コミュニティが成立している? 何か怪しい。この世界は文明が崩壊しており、現にほかの都市は廃墟と化し、モンスターの巣窟と化しているのだ。
そして、『不滅の塔』という名前。
もしかして――ゲームのシステム上、守られている場所なのでは?
「……それでは、そろそろそちらの情報を聞かせてもらいましょうか」
紫音さんが、そう言って僕に促した。
紫音さんサイドの情報は、これで全部らしい。
しかし、役に立つ情報ばかりだった。これからの攻略がぐっと楽になるだろう。
今度は、こちらが情報を開示する番だ。
しかし宇宙人が云々という話を、果たして信じてもらえるのだろうか?
頭のおかしい人とか思われたりするかも……。
しかし、正直に話すほかないだろう。
もしかしたら、これから顔を合わせるたびに、かわいそうな人を見るような目で見られるかもしれないけれど……。
僕は覚悟を決め、語り始めたのだった。
◇
「な、なるほど。『ラプラスの庭』は、宇宙人が作ったゲームだったんですね! それなら色々納得できます。しかし、本当に宇宙人が実在していたとは……。
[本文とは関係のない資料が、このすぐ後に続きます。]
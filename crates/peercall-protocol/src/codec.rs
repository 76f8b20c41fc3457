use bytes::{Buf, BytesMut};
use serde::Serialize;

use crate::error::ProtocolError;
use crate::messages::{CallSignalingMessage, ClientMessage, ServerMessage};

/// Maximum control-channel message size: 64 KiB.
pub const MAX_MSG_SIZE: u32 = 65_536;

/// Current control-channel protocol version.
pub const PROTOCOL_VERSION: u32 = 1;

fn encode_framed<T: Serialize>(msg: &T) -> Result<Vec<u8>, ProtocolError> {
    let payload = serde_json::to_vec(msg)?;
    if payload.len() > MAX_MSG_SIZE as usize {
        return Err(ProtocolError::MessageTooLarge(payload.len()));
    }
    let mut buf = Vec::with_capacity(4 + payload.len());
    buf.extend_from_slice(&(payload.len() as u32).to_be_bytes());
    buf.extend_from_slice(&payload);
    Ok(buf)
}

/// Encode a `ClientMessage` into a length-prefixed byte buffer.
pub fn encode_client_msg(msg: &ClientMessage) -> Result<Vec<u8>, ProtocolError> {
    encode_framed(msg)
}

/// Decode a `ClientMessage` from a JSON payload (without length prefix).
pub fn decode_client_msg(payload: &[u8]) -> Result<ClientMessage, ProtocolError> {
    Ok(serde_json::from_slice(payload)?)
}

/// Encode a `ServerMessage` into a length-prefixed byte buffer.
pub fn encode_server_msg(msg: &ServerMessage) -> Result<Vec<u8>, ProtocolError> {
    encode_framed(msg)
}

/// Decode a `ServerMessage` from a JSON payload (without length prefix).
pub fn decode_server_msg(payload: &[u8]) -> Result<ServerMessage, ProtocolError> {
    Ok(serde_json::from_slice(payload)?)
}

/// Serialize a bare call signal to JSON, for transports other than the relay.
pub fn encode_signal(msg: &CallSignalingMessage) -> Result<String, ProtocolError> {
    Ok(serde_json::to_string(msg)?)
}

/// Parse a bare call signal from JSON.
pub fn decode_signal(text: &str) -> Result<CallSignalingMessage, ProtocolError> {
    Ok(serde_json::from_str(text)?)
}

/// Attempt to extract one complete length-prefixed frame from a byte buffer.
///
/// Returns `Ok(Some(payload))` if a complete message is available,
/// `Ok(None)` if more data is needed, or `Err` if the message is too large.
///
/// Advances the buffer past the consumed frame.
pub fn try_decode_frame(buf: &mut BytesMut) -> Result<Option<Vec<u8>>, ProtocolError> {
    if buf.len() < 4 {
        return Ok(None);
    }

    let length = u32::from_be_bytes([buf[0], buf[1], buf[2], buf[3]]) as usize;

    if length > MAX_MSG_SIZE as usize {
        return Err(ProtocolError::MessageTooLarge(length));
    }

    if buf.len() < 4 + length {
        return Ok(None);
    }

    buf.advance(4);
    let payload = buf.split_to(length).to_vec();
    Ok(Some(payload))
}

#[cfg(test)]
mod tests {
    use super::*;
    use crate::messages::CallPayload;
    use crate::types::IceCandidate;

    #[test]
    fn authenticate_roundtrip() {
        let msg = ClientMessage::Authenticate {
            username: "alice".into(),
            protocol_version: PROTOCOL_VERSION,
            identity_key: vec![9u8; 32],
        };
        let encoded = encode_client_msg(&msg).unwrap();
        // Skip the 4-byte length prefix
        let decoded = decode_client_msg(&encoded[4..]).unwrap();
        assert_eq!(decoded, msg);
    }

    #[test]
    fn frame_decoding() {
        let msg = ClientMessage::Ping { timestamp: 12345 };
        let encoded = encode_client_msg(&msg).unwrap();

        let mut buf = BytesMut::new();

        // Partial data, should return None
        buf.extend_from_slice(&encoded[..3]);
        assert!(try_decode_frame(&mut buf).unwrap().is_none());

        // Complete data
        buf.extend_from_slice(&encoded[3..]);
        let payload = try_decode_frame(&mut buf).unwrap().unwrap();
        let decoded = decode_client_msg(&payload).unwrap();
        match decoded {
            ClientMessage::Ping { timestamp } => assert_eq!(timestamp, 12345),
            _ => panic!("wrong variant"),
        }

        // Buffer should be empty now
        assert!(buf.is_empty());
    }

    #[test]
    fn frame_message_too_large() {
        let mut buf = BytesMut::new();
        let bad_len = (MAX_MSG_SIZE + 1).to_be_bytes();
        buf.extend_from_slice(&bad_len);
        buf.extend_from_slice(&[0u8; 100]);
        let result = try_decode_frame(&mut buf);
        assert!(matches!(result, Err(ProtocolError::MessageTooLarge(_))));
    }

    #[test]
    fn encode_refuses_oversized_payload() {
        let msg = ClientMessage::Signal {
            message: CallSignalingMessage::outbound(
                2,
                CallPayload::IceCandidate(IceCandidate {
                    candidate: "x".repeat(MAX_MSG_SIZE as usize),
                    sdp_mid: None,
                    sdp_m_line_index: None,
                }),
            ),
        };
        assert!(matches!(
            encode_client_msg(&msg),
            Err(ProtocolError::MessageTooLarge(_))
        ));
    }

    #[test]
    fn frame_partial_length() {
        let mut buf = BytesMut::new();
        buf.extend_from_slice(&[0, 0]); // only 2 bytes, need 4
        assert!(try_decode_frame(&mut buf).unwrap().is_none());
    }

    #[test]
    fn frame_multiple_messages() {
        let first = ServerMessage::Authenticated { user_id: 1 };
        let second = ServerMessage::Signal {
            message: CallSignalingMessage {
                from_user_id: 4,
                to_user_id: 1,
                payload: CallPayload::End,
                session_key_hash: None,
            },
        };

        let mut buf = BytesMut::new();
        buf.extend_from_slice(&encode_server_msg(&first).unwrap());
        buf.extend_from_slice(&encode_server_msg(&second).unwrap());

        let payload1 = try_decode_frame(&mut buf).unwrap().unwrap();
        let payload2 = try_decode_frame(&mut buf).unwrap().unwrap();
        assert_eq!(decode_server_msg(&payload1).unwrap(), first);
        assert_eq!(decode_server_msg(&payload2).unwrap(), second);
        assert!(buf.is_empty());
    }

    #[test]
    fn bare_signal_text() {
        let msg = CallSignalingMessage::outbound(8, CallPayload::Reject);
        let text = encode_signal(&msg).unwrap();
        assert_eq!(text, r#"{"fromUserId":0,"toUserId":8,"type":"call_reject"}"#);
        assert_eq!(decode_signal(&text).unwrap(), msg);
    }
}
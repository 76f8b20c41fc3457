//! PeerCall cryptographic layer: session keys and media frame encryption.
//!
//! This crate provides:
//! - Long-term X25519 identity keys
//! - Per-call 256-bit session keys with short human-verifiable fingerprints
//! - Wrapping of session keys to a recipient's identity key (ECDH + HKDF + AES-256-GCM)
//! - Per-frame AES-256-GCM encryption with sequence and replay-window checks

pub mod error;
pub mod frame;
pub mod identity;
pub mod session_key;
pub mod wrap;

pub use error::CryptoError;
pub use frame::{
    FrameDecryptor, FrameEncryptor, FrameMetadata, FrameTransform, TransformDirection,
    REPLAY_WINDOW_MS,
};
pub use identity::{public_key_from_bytes, IdentityKeyPair, PublicKeyBytes};
pub use session_key::SessionKeyMaterial;
pub use wrap::{unwrap_session_key, wrap_session_key, WrappedSessionKey};
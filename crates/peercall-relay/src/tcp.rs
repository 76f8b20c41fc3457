use std::sync::Arc;
use std::time::Duration;

use anyhow::Result;
use bytes::BytesMut;
use tokio::io::{AsyncRead, AsyncReadExt, AsyncWrite, AsyncWriteExt};
use tokio::sync::mpsc;
use tracing::{debug, error, info, warn};

use peercall_protocol::codec::{decode_client_msg, encode_server_msg, try_decode_frame, PROTOCOL_VERSION};
use peercall_protocol::{ClientMessage, ServerMessage, UserId};

use crate::state::{Forward, RelayState};

/// Identity keys are raw X25519 public keys.
const IDENTITY_KEY_LEN: usize = 32;

/// Handle a single client connection (already TLS-wrapped in production).
pub async fn handle_connection<S>(mut stream: S, peer_addr: String, state: Arc<RelayState>)
where
    S: AsyncRead + AsyncWrite + Unpin + Send + 'static,
{
    info!(peer = %peer_addr, "new connection");

    // Outbound queue; the writer task starts draining it after authentication.
    let (tx, mut rx) = mpsc::channel::<Vec<u8>>(64);

    // --- Authentication phase (with timeout) ---
    let mut buf = BytesMut::with_capacity(4096);
    let auth_result = tokio::time::timeout(
        Duration::from_secs(5),
        authenticate(&mut stream, &mut buf, &state, &peer_addr, tx.clone()),
    )
    .await;
    let user_id = match auth_result {
        Ok(Ok(user_id)) => user_id,
        Ok(Err(e)) => {
            warn!(peer = %peer_addr, "authentication failed: {}", e);
            return;
        }
        Err(_) => {
            warn!(peer = %peer_addr, "authentication timed out");
            return;
        }
    };

    // --- Split into reader/writer ---
    let (mut read_half, mut write_half) = tokio::io::split(stream);

    let writer_handle = tokio::spawn(async move {
        while let Some(data) = rx.recv().await {
            if let Err(e) = write_half.write_all(&data).await {
                error!("write error: {}", e);
                break;
            }
        }
    });

    // --- Message loop ---
    loop {
        // Frames that arrived together with the auth request are handled first.
        let mut msgs_this_read = 0u32;
        loop {
            if msgs_this_read >= 20 {
                tokio::task::yield_now().await;
                msgs_this_read = 0;
            }
            match try_decode_frame(&mut buf) {
                Ok(Some(payload)) => {
                    msgs_this_read += 1;
                    match decode_client_msg(&payload) {
                        Ok(msg) => {
                            if let Err(e) = handle_message(msg, &state, user_id, &tx).await {
                                error!(user_id, "error handling message: {}", e);
                            }
                        }
                        Err(e) => {
                            warn!(user_id, "failed to decode client message: {}", e);
                        }
                    }
                }
                Ok(None) => break,
                Err(e) => {
                    error!(user_id, "frame decode error: {}", e);
                    break;
                }
            }
        }

        match read_half.read_buf(&mut buf).await {
            Ok(0) => {
                info!(user_id, "client disconnected (EOF)");
                break;
            }
            Ok(_) => {}
            Err(e) => {
                error!(user_id, "read error: {}", e);
                break;
            }
        }
    }

    // --- Cleanup ---
    if let Some(user) = state.remove(user_id) {
        info!(user_id, username = %user.username, "user left");
    }
    writer_handle.abort();
}

/// Reply with an `AuthError` and fail the handshake.
async fn reject<S>(stream: &mut S, reason: &str) -> Result<()>
where
    S: AsyncWrite + Unpin,
{
    let data = encode_server_msg(&ServerMessage::AuthError {
        reason: reason.into(),
    })?;
    stream.write_all(&data).await?;
    anyhow::bail!("{reason}")
}

/// Perform the authentication handshake.
async fn authenticate<S>(
    stream: &mut S,
    buf: &mut BytesMut,
    state: &RelayState,
    peer_addr: &str,
    tx: mpsc::Sender<Vec<u8>>,
) -> Result<UserId>
where
    S: AsyncRead + AsyncWrite + Unpin,
{
    // Read until we get a complete message
    loop {
        if stream.read_buf(buf).await? == 0 {
            anyhow::bail!("connection closed before authentication");
        }

        let Some(payload) = try_decode_frame(buf)? else {
            continue;
        };

        match decode_client_msg(&payload)? {
            ClientMessage::Authenticate {
                username,
                protocol_version,
                identity_key,
            } => {
                if protocol_version != PROTOCOL_VERSION {
                    reject(
                        stream,
                        &format!(
                            "protocol version mismatch: client={}, server={}",
                            protocol_version, PROTOCOL_VERSION
                        ),
                    )
                    .await?;
                }

                let username = username.trim().to_string();
                let char_count = username.chars().count();
                if char_count == 0 || char_count > 32 {
                    reject(stream, "username must be 1-32 characters").await?;
                }
                if username.chars().any(|c| c.is_control()) {
                    reject(stream, "username contains invalid characters").await?;
                }
                if identity_key.len() != IDENTITY_KEY_LEN {
                    reject(stream, "identity key must be 32 bytes").await?;
                }
                if state.is_username_taken(&username) {
                    reject(stream, "username already taken").await?;
                }
                if state.user_count() >= state.max_users as usize {
                    reject(stream, "relay is full").await?;
                }

                let user_id = state.register(username.clone(), identity_key, tx);
                let data = encode_server_msg(&ServerMessage::Authenticated { user_id })?;
                if let Err(e) = stream.write_all(&data).await {
                    state.remove(user_id);
                    return Err(e.into());
                }

                info!(peer = %peer_addr, username = %username, user_id, "authenticated");
                return Ok(user_id);
            }
            other => {
                anyhow::bail!("expected Authenticate message, got {:?}", other);
            }
        }
    }
}

/// Handle a client message after authentication.
async fn handle_message(
    msg: ClientMessage,
    state: &RelayState,
    user_id: UserId,
    tx: &mpsc::Sender<Vec<u8>>,
) -> Result<()> {
    match msg {
        ClientMessage::Signal { message } => {
            let to_user_id = message.to_user_id;
            let kind = message.kind();
            match state.forward_signal(user_id, message).await {
                Forward::Delivered => debug!(user_id, to_user_id, kind, "signal forwarded"),
                Forward::Undeliverable => {
                    debug!(user_id, to_user_id, kind, "signal recipient offline");
                    send_msg(tx, &ServerMessage::SignalUndeliverable { to_user_id }).await?;
                }
                Forward::RateLimited => {
                    warn!(user_id, to_user_id, kind, "signal dropped, rate limit exceeded");
                }
            }
        }
        ClientMessage::RequestIceServers => {
            send_msg(
                tx,
                &ServerMessage::IceServers {
                    servers: state.ice_servers.clone(),
                },
            )
            .await?;
        }
        ClientMessage::RequestPublicKey { user_id: target } => {
            let reply = match state.public_key(target) {
                Some(key) => ServerMessage::PublicKey { user_id: target, key },
                None => ServerMessage::PublicKeyUnavailable { user_id: target },
            };
            send_msg(tx, &reply).await?;
        }
        ClientMessage::Ping { timestamp } => {
            send_msg(tx, &ServerMessage::Pong { timestamp }).await?;
        }
        ClientMessage::Disconnect => {
            info!(user_id, "client sent disconnect");
            // Cleanup will happen when the connection loop ends
        }
        ClientMessage::Authenticate { .. } => {
            warn!(user_id, "ignoring repeated authentication");
        }
    }
    Ok(())
}

async fn send_msg(tx: &mpsc::Sender<Vec<u8>>, msg: &ServerMessage) -> Result<()> {
    let data = encode_server_msg(msg)?;
    tx.send(data).await.map_err(|_| anyhow::anyhow!("send channel closed"))?;
    Ok(())
}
これは驚きですね……!」
紫音さんは驚くほどあっさり信じてくれた。
少年のように目を輝かせながら、紫音さんは僕の話に耳を傾けてくれていた。
……もしかしたら、紫音さんは見た目ほど堅い人じゃないのかもしれない。
「それにしても、メインシナリオのクリア報酬が『デスペナルティの撤廃』だったなんて……これは、本腰を入れて攻略しないと」
そして、紫音さんはパッとこちらの方を向いて言う。
「次回からは、私もパーティに参加します。くれぐれも、このことはお嬢様には内密に。破ったら……分かりますよね?」
紫音さんの言葉に、僕はコクコクと頷くしかなかった。
「それでは、これでお開きとしましょうか。会計はワリカンでいいですよね?」
あ、ワリカンなんだ。
紫音さんが倍ぐらい食べてたような気がするけど……。
後が怖いので、ここは従っておいた方がいいのかもしれない。
「えーっと、それで大丈夫です。……今日はありがとうございました」
会計を済ませると、二人で外へ。
そして、僕たちは喫茶店の前で別れの挨拶を交わした。
「それでは、次は『ラプラスの庭』でお会いしましょう」
そう言って、紫音さんは優雅に一礼。
そしてすぐに樫宮家のお屋敷へ帰って行った。
彼女の後姿を見送って、僕はようやく肩の荷が下りたように感じた。
「……はあ、疲れた」
別に紫音さんが悪い訳じゃないんだけど……いや、そんなことはないか。紫音さんの天然Sっぷりもたぶんに影響している気がするし。
とにかく、今日はどっと疲れてしまった。
今日は、帰って休むことにしよう。うん、それがいい。
そうして僕は、一仕事終えた達成感と、少しどころではない精神的な疲労を抱えながら――ひとり家路へとつくのだった。